A bucket holds 6 litres of water. A paddling pool is in the shape of a cuboid with dimensions 700mm x 1800mm x 3000mm. How many buckets of water would be required to fill the pool to the brim?

700mm=0.7m
3000mm= 3m
1800=1.8m

0.7 x 1.8 x 3 = 3.78m^3

37.8m^3 = 37,800L
37,800L ÷ 6L = 630Tubs

If the pool has a leak and loses water at the rate of 20ml per second, how long would it take for the pool to empty completely?

20ml = 0.02L, so

37800L / (.02L/s) = 1,890,000 seconds = 21 days 21 hrs

To find out how long it would take for the pool to empty completely, we need to determine the total volume of the pool and then divide it by the rate at which water is being lost.

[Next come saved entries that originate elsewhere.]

//! Admin-only user directory handlers.
//!
//! Routing puts these behind the access gate and the `Admin` allow-list, so
//! handlers only deal with parsing and the response envelope.

use axum::{
    extract::{
        rejection::{JsonRejection, QueryRejection},
        Path, Query, State,
    },
    http::StatusCode,
    Json,
};
use tracing::instrument;

use crate::api::error::ApiError;
use crate::api::handlers::within_deadline;
use crate::api::response::WebResponse;
use crate::api::routes::ApiState;
use crate::auth::user::UserResponse;
use crate::auth::user_service::PaginatedResponse;
use crate::auth::validation::{PaginationQuery, UpdateUserRequest};
use crate::domain::UserId;
use crate::errors::Error;
use crate::storage;

fn parse_user_id(raw: &str) -> Result<UserId, ApiError> {
    UserId::parse(raw)
        .map_err(|_| Error::validation_field(format!("invalid user id '{}'", raw), "id").into())
}

#[instrument(skip(state, query))]
pub async fn list_users_handler(
    State(state): State<ApiState>,
    query: Result<Query<PaginationQuery>, QueryRejection>,
) -> Result<WebResponse<PaginatedResponse<UserResponse>>, ApiError> {
    let Query(query) = query?;

    let page = within_deadline(&state, "list_users", async {
        let mut conn = state
            .pool
            .acquire()
            .await
            .map_err(|e| Error::database(e, "Failed to acquire connection"))?;
        state.users.list_users(&mut conn, query).await
    })
    .await?;

    Ok(WebResponse::ok("Users retrieved successfully", page))
}

#[instrument(skip(state))]
pub async fn get_user_handler(
    State(state): State<ApiState>,
    Path(id): Path<String>,
) -> Result<WebResponse<UserResponse>, ApiError> {
    let id = parse_user_id(&id)?;

    let user = within_deadline(&state, "get_user", async {
        let mut conn = state
            .pool
            .acquire()
            .await
            .map_err(|e| Error::database(e, "Failed to acquire connection"))?;
        state.users.get_user(&mut conn, &id).await
    })
    .await?;

    Ok(WebResponse::ok("User retrieved successfully", user))
}

#[instrument(skip(state, payload))]
pub async fn update_user_handler(
    State(state): State<ApiState>,
    Path(id): Path<String>,
    payload: Result<Json<UpdateUserRequest>, JsonRejection>,
) -> Result<WebResponse<UserResponse>, ApiError> {
    let id = parse_user_id(&id)?;
    let Json(request) = payload?;

    let user = within_deadline(&state, "update_user", async {
        let mut tx = storage::begin(&state.pool).await?;
        let user = state.users.update_user(&mut tx, &id, request).await?;
        storage::commit(tx, "update_user").await?;
        Ok::<_, Error>(user)
    })
    .await?;

    Ok(WebResponse::ok("User updated successfully", user))
}

#[instrument(skip(state))]
pub async fn delete_user_handler(
    State(state): State<ApiState>,
    Path(id): Path<String>,
) -> Result<WebResponse<()>, ApiError> {
    let id = parse_user_id(&id)?;

    within_deadline(&state, "delete_user", async {
        let mut tx = storage::begin(&state.pool).await?;
        state.users.delete_user(&mut tx, &id).await?;
        storage::commit(tx, "delete_user").await?;
        Ok::<_, Error>(())
    })
    .await?;

    Ok(WebResponse::message(StatusCode::OK, "User deleted successfully"))
}
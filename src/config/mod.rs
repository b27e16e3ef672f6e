//! # Configuration Management
//!
//! Environment-driven configuration for the erpgate service. A `.env` file,
//! when present, is loaded by the binary before [`AppConfig::from_env`] runs.

pub mod settings;

pub use settings::{
    AppConfig, AuthConfig, DatabaseConfig, ObservabilityConfig, ServerConfig, MIN_SECRET_LENGTH,
};
//! Background sweep of expired refresh-token sessions.

use std::sync::Arc;
use std::time::Duration;

use chrono::Utc;
use tokio::task::JoinHandle;
use tokio::time::{interval, MissedTickBehavior};
use tokio_util::sync::CancellationToken;
use tracing::{debug, info, warn};

use crate::errors::{Error, Result};
use crate::observability::record_sessions_swept;
use crate::storage::{DbPool, SessionRepository, SqlxSessionRepository};

#[derive(Clone)]
pub struct CleanupService {
    pool: DbPool,
    sessions: Arc<dyn SessionRepository>,
}

impl CleanupService {
    pub fn new(pool: DbPool, sessions: Arc<dyn SessionRepository>) -> Self {
        Self { pool, sessions }
    }

    pub fn with_sqlx(pool: DbPool) -> Self {
        Self::new(pool, Arc::new(SqlxSessionRepository::new()))
    }

    /// Delete every session whose expiry has passed. Returns the number removed.
    pub async fn run_once(&self) -> Result<u64> {
        let mut conn = self
            .pool
            .acquire()
            .await
            .map_err(|e| Error::database(e, "Failed to acquire connection for session sweep"))?;

        let removed = self.sessions.delete_expired(&mut conn, Utc::now()).await?;
        record_sessions_swept(removed);
        if removed > 0 {
            info!(removed, "expired sessions swept");
        } else {
            debug!("no expired sessions to sweep");
        }
        Ok(removed)
    }

    /// Sweep on a fixed interval until `shutdown` is cancelled.
    ///
    /// A failed sweep is logged and retried on the next tick.
    pub fn spawn(self, every: Duration, shutdown: CancellationToken) -> JoinHandle<()> {
        tokio::spawn(async move {
            let mut ticker = interval(every);
            ticker.set_missed_tick_behavior(MissedTickBehavior::Delay);
            info!(interval_secs = every.as_secs(), "session sweeper started");

            loop {
                tokio::select! {
                    _ = shutdown.cancelled() => {
                        info!("session sweeper stopped");
                        break;
                    }
                    _ = ticker.tick() => {
                        if let Err(err) = self.run_once().await {
                            warn!(error = %err, "session sweep failed");
                        }
                    }
                }
            }
        })
    }
}
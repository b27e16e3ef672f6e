//! User directory service for admin operations.
//!
//! Listing, lookup, profile update and deletion. Callers are expected to
//! have passed the admin gate already; this layer does not re-check roles.

use std::sync::Arc;

use serde::{Deserialize, Serialize};
use tracing::{info, instrument};
use validator::Validate;

use crate::auth::user::{UpdateUser, User, UserResponse};
use crate::auth::validation::{PaginationQuery, UpdateUserRequest};
use crate::domain::UserId;
use crate::errors::{Error, Result};
use crate::storage::{
    DbConnection, SessionRepository, SqlxSessionRepository, SqlxUserRepository, UserRepository,
};

/// One page of a listing plus the arithmetic a client needs to page on.
#[derive(Debug, Clone, PartialEq, Eq, Serialize, Deserialize)]
pub struct PaginatedResponse<T> {
    pub current_page: u32,
    pub limit: u32,
    pub total_items: i64,
    pub total_pages: i64,
    pub has_next: bool,
    pub has_previous: bool,
    pub data: Vec<T>,
}

impl<T> PaginatedResponse<T> {
    pub fn new(current_page: u32, limit: u32, total_items: i64, data: Vec<T>) -> Self {
        let limit_i64 = i64::from(limit.max(1));
        let total_pages = (total_items + limit_i64 - 1) / limit_i64;

        Self {
            current_page,
            limit,
            total_items,
            total_pages,
            has_next: i64::from(current_page) < total_pages,
            has_previous: current_page > 1,
            data,
        }
    }
}

#[derive(Clone)]
pub struct UserService {
    users: Arc<dyn UserRepository>,
    sessions: Arc<dyn SessionRepository>,
}

impl std::fmt::Debug for UserService {
    fn fmt(&self, f: &mut std::fmt::Formatter<'_>) -> std::fmt::Result {
        f.debug_struct("UserService").finish_non_exhaustive()
    }
}

impl UserService {
    pub fn new(users: Arc<dyn UserRepository>, sessions: Arc<dyn SessionRepository>) -> Self {
        Self { users, sessions }
    }

    pub fn with_sqlx() -> Self {
        Self::new(Arc::new(SqlxUserRepository::new()), Arc::new(SqlxSessionRepository::new()))
    }

    #[instrument(skip(self, conn))]
    pub async fn list_users(
        &self,
        conn: &mut DbConnection,
        query: PaginationQuery,
    ) -> Result<PaginatedResponse<UserResponse>> {
        let page = query.page();
        let limit = query.limit();
        let offset = i64::from(page - 1) * i64::from(limit);

        let total = self.users.count_users(conn).await?;
        let users = self.users.list_users(conn, i64::from(limit), offset).await?;

        Ok(PaginatedResponse::new(
            page,
            limit,
            total,
            users.into_iter().map(UserResponse::from).collect(),
        ))
    }

    #[instrument(skip(self, conn), fields(user_id = %id))]
    pub async fn get_user(&self, conn: &mut DbConnection, id: &UserId) -> Result<UserResponse> {
        self.users.get_user(conn, id).await?.map(UserResponse::from).ok_or(Error::UserNotFound)
    }

    /// Update name, email and/or role. A new email is re-checked for uniqueness.
    #[instrument(skip(self, conn, request), fields(user_id = %id))]
    pub async fn update_user(
        &self,
        conn: &mut DbConnection,
        id: &UserId,
        request: UpdateUserRequest,
    ) -> Result<UserResponse> {
        request.validate()?;

        let current = self.users.get_user(conn, id).await?.ok_or(Error::UserNotFound)?;
        let email = request.email.as_deref().map(User::normalize_email);

        if let Some(email) = email.as_deref().filter(|email| *email != current.email) {
            if let Some(existing) = self.users.get_user_by_email(conn, email).await? {
                if existing.id != *id {
                    return Err(Error::DuplicateEmail);
                }
            }
        }

        let update = UpdateUser {
            name: request.name.clone(),
            email,
            role: request.parsed_role(),
            password_hash: None,
        };
        let updated = self.users.update_user(conn, id, update).await?;

        info!(role = %updated.role, "user updated");
        Ok(updated.into())
    }

    /// Revoke the user's sessions, then delete the account.
    #[instrument(skip(self, conn), fields(user_id = %id))]
    pub async fn delete_user(&self, conn: &mut DbConnection, id: &UserId) -> Result<()> {
        if self.users.get_user(conn, id).await?.is_none() {
            return Err(Error::UserNotFound);
        }

        let revoked = self.sessions.delete_by_user_id(conn, id).await?;
        self.users.delete_user(conn, id).await?;

        info!(revoked, "user deleted");
        Ok(())
    }
}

The total volume of the pool is calculated by multiplying its length, width, and height:
700mm x 1800mm x 3000mm = 3,780,000 mm^3

Converting mm^3 to liters, we divide by 1000:
3,780,000 mm^3 / 1000 = 3,780 L

Now, let's calculate how long it would take for the pool to empty completely given that it loses water at a rate of 20ml per second. We can divide the total volume by the rate of water loss to find the time in seconds:
3,780 L / 0.020 L/s = 189,000 seconds

Therefore, it would take 189,000 seconds for the pool to empty completely if it lost water at a rate of 20ml per second.